Climate change isn’t the only driver of reliability concerns. Customers also are a focus, and many utilities are transforming their business models to those more customer-centric. A century ago, if a customer lost power, the lights went out. But today’s lifestyle is built on electricity — it powers our irrigation systems, mobile phones, smart thermostats, air conditioners, hairdryers, TVs, computers and other electric-dependent assets. With more customers’ lives relying on electric-enabled technologies, expectations for minimal (nonexistent) interruptions are much higher. Electricity permeates every corner of our lives.
Not surprisingly, when this year’s survey asked respondents which technologies are most important to managing the distribution system, many of the top answers were consistent with this focus on reliability.
Supervisory control and data acquisition (SCADA) applications — the power system’s eyes and ears — ranked No. 1. Without them, utilities don’t have visibility into anything on their networks, so it’s not surprising that nearly half of respondents named that as the chief technology for effective distribution operations (Figure 5).
Advanced metering infrastructure, another technology that delivers visibility and intelligence, earned a nod from four of every 10 of respondents, and about one-third named technologies that impact restoration capabilities.
All Together Now
When looking at modernization projects, are utilities pulling the right players into planning talks and deployment teams?
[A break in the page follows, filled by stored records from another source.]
//! The job lifecycle state machine.
//!
//! A transition runs in four steps against one loaded snapshot of the job:
//! scoped load, transition-table check, requirement evaluation, then an
//! atomic three-write commit (job update, history append, audit append).
//! The job write is conditional on the version read at load time; a
//! concurrent commit in the window triggers a full re-read / re-validate /
//! re-attempt, never a write against stale state.

use serde::Serialize;
use time::OffsetDateTime;
use uuid::Uuid;

use camber_core::{unmet_requirements, JobCard, JobStatus};
use camber_storage::{HistoryEntry, JobStorage, StorageError, VersionedJob};

use crate::audit;
use crate::error::ServiceError;
use crate::guard;
use crate::service::JobService;

/// Bounded OCC retry budget for the write loops.
pub(crate) const MAX_WRITE_ATTEMPTS: u32 = 3;

/// Result of a successful transition: the updated job plus its new legal
/// moves, so callers need no second round-trip.
#[derive(Debug, Clone, PartialEq, Serialize)]
pub struct TransitionOutcome {
    pub job: JobCard,
    pub allowed_targets: Vec<JobStatus>,
}

/// How the job is located and authorized for a transition.
pub(crate) enum JobLookup<'a> {
    /// Staff path: tenant-guarded by the caller's workshop id.
    Staff { job_id: Uuid, workshop_id: Uuid },
    /// Customer path: the token is the capability; it names exactly one job
    /// and is checked for expiry on every (re)load.
    Token { token: &'a str },
}

/// A fully-specified transition to execute.
pub(crate) struct TransitionRequest<'a> {
    pub target: JobStatus,
    pub actor: Option<Uuid>,
    pub notes: Option<&'a str>,
    /// Audit action name (`job.transition` or `job.customer_action`).
    pub audit_action: &'static str,
    /// Stamp `customer_approved_at` (customer approve only).
    pub customer_approval: bool,
    /// Clear the token fields in the same write (tokens are single-use).
    pub consume_token: bool,
}

impl<S: JobStorage> JobService<S> {
    /// Move a job to `target` on behalf of a staff actor.
    pub async fn transition(
        &self,
        job_id: Uuid,
        workshop_id: Uuid,
        target: JobStatus,
        actor: Uuid,
        notes: Option<&str>,
    ) -> Result<TransitionOutcome, ServiceError> {
        self.run_transition(
            JobLookup::Staff {
                job_id,
                workshop_id,
            },
            TransitionRequest {
                target,
                actor: Some(actor),
                notes,
                audit_action: audit::ACTION_TRANSITION,
                customer_approval: false,
                consume_token: false,
            },
        )
        .await
    }

    /// Load the job named by `lookup`, enforcing its authorization rule.
    pub(crate) async fn load_scoped(
        &self,
        lookup: &JobLookup<'_>,
    ) -> Result<VersionedJob, ServiceError> {
        match lookup {
            JobLookup::Staff {
                job_id,
                workshop_id,
            } => {
                let versioned = self.storage.get_job(*job_id).await?;
                guard::ensure_owner(&versioned.job, *workshop_id)?;
                Ok(versioned)
            }
            JobLookup::Token { token } => {
                let versioned = self.storage.get_job_by_token(token).await?;
                let now = OffsetDateTime::now_utc();
                match versioned.job.approval_expires_at {
                    Some(expires_at) if now < expires_at => Ok(versioned),
                    // A token with no recorded expiry is treated as expired.
                    _ => Err(ServiceError::TokenExpired),
                }
            }
        }
    }

    /// The shared transition path for staff and token-authenticated callers.
    pub(crate) async fn run_transition(
        &self,
        lookup: JobLookup<'_>,
        request: TransitionRequest<'_>,
    ) -> Result<TransitionOutcome, ServiceError> {
        let mut attempts = 0;
        loop {
            attempts += 1;

            // Step 1: scoped load. Everything below is evaluated against
            // this one snapshot of the job.
            let VersionedJob { mut job, version } = self.load_scoped(&lookup).await?;

            // Step 2: transition-table check.
            let allowed = job.status.allowed_targets();
            if !job.status.can_transition_to(request.target) {
                return Err(ServiceError::InvalidTransition {
                    current: job.status,
                    requested: request.target,
                    allowed: allowed.to_vec(),
                });
            }

            // Step 3: requirement checks, collecting every failure.
            let unmet = unmet_requirements(&job, request.target);
            if !unmet.is_empty() {
                return Err(ServiceError::RequirementsNotMet { unmet });
            }

            // Step 4: apply and commit the three writes as one snapshot.
            let now = OffsetDateTime::now_utc();
            let previous_status = job.status;
            job.status = request.target;
            job.stamp_stage_entry(request.target, now);
            if request.customer_approval {
                job.customer_approved_at = Some(now);
            }
            if request.consume_token {
                job.approval_token = None;
                job.approval_expires_at = None;
            }
            job.status_notes = request.notes.map(str::to_owned);
            job.updated_by = request.actor;
            job.updated_at = now;

            let mut snap = self.storage.begin_snapshot().await?;
            let new_version = match self.storage.update_job(&mut snap, &job, version).await {
                Ok(new_version) => new_version,
                Err(StorageError::ConcurrentConflict { .. }) => {
                    let _ = self.storage.abort_snapshot(snap).await;
                    if attempts >= MAX_WRITE_ATTEMPTS {
                        return Err(ServiceError::Conflict);
                    }
                    // Someone committed in the window; re-read and
                    // re-validate from the top.
                    continue;
                }
                Err(e) => {
                    let _ = self.storage.abort_snapshot(snap).await;
                    return Err(e.into());
                }
            };

            let history = HistoryEntry {
                id: Uuid::new_v4(),
                job_id: job.id,
                previous_status,
                new_status: job.status,
                actor_id: request.actor,
                recorded_at: now,
                notes: request.notes.map(str::to_owned),
            };
            if let Err(e) = self.storage.insert_history(&mut snap, history).await {
                let _ = self.storage.abort_snapshot(snap).await;
                return Err(e.into());
            }

            let entry = audit::transition_entry(
                &job,
                request.audit_action,
                previous_status,
                version,
                new_version,
                request.actor,
                now,
            );
            if let Err(e) = self.storage.insert_audit(&mut snap, entry).await {
                let _ = self.storage.abort_snapshot(snap).await;
                return Err(e.into());
            }

            self.storage.commit_snapshot(snap).await?;

            return Ok(TransitionOutcome {
                allowed_targets: job.status.allowed_targets().to_vec(),
                job,
            });
        }
    }
}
Survey responses would indicate that, yes, they are. Utilities need cross-functional teams for multiple reasons: Insight, impacts, investment trade-offs all come to light when representatives from key groups within a utility come together in the same room (Figure 6).
This cross-functional input is especially important with the increased volume of distributed energy resources (DER) on the distribution system, including those that may not be utility-owned. Worse, many of these DER are variable because they’re driven by the sun or wind, which boosts the need for flexibility, volt/volt-ampere reactive (var) support, load shifting, and greater visibility and forecasting capabilities. With the deployment of new and innovative technologies, operations teams no longer can rely on just themselves to make decisions; there is an increased need for input from other departments such as information technology (IT), telecommunications and cybersecurity.
Traditional generation has remained relatively constant with fewer impacts on the distribution grid, and survey results reflect utility understanding of this.
The planning horizons noted in survey responses also reflect the years already spent in grid-modernization efforts. Right now, more than two-thirds — 69 percent — of respondents are using a one- to seven-year planning framework for documenting their strategic visions (Figure 7).
As noted earlier, much of the work done in the past five years was foundational, with utilities focusing on studies, pilots and business case development.
Most utilities have multiple technology implementations and initiatives already in the works. Grid modernization is no longer something utilities are working toward but has become a critical, ongoing effort that is dynamic and much evolving. Pushing planning horizons beyond the seven- to 10-year point may, therefore, deliver diminishing returns on the time and resource investment. Technology continues to evolve — and so will grid modernization activities.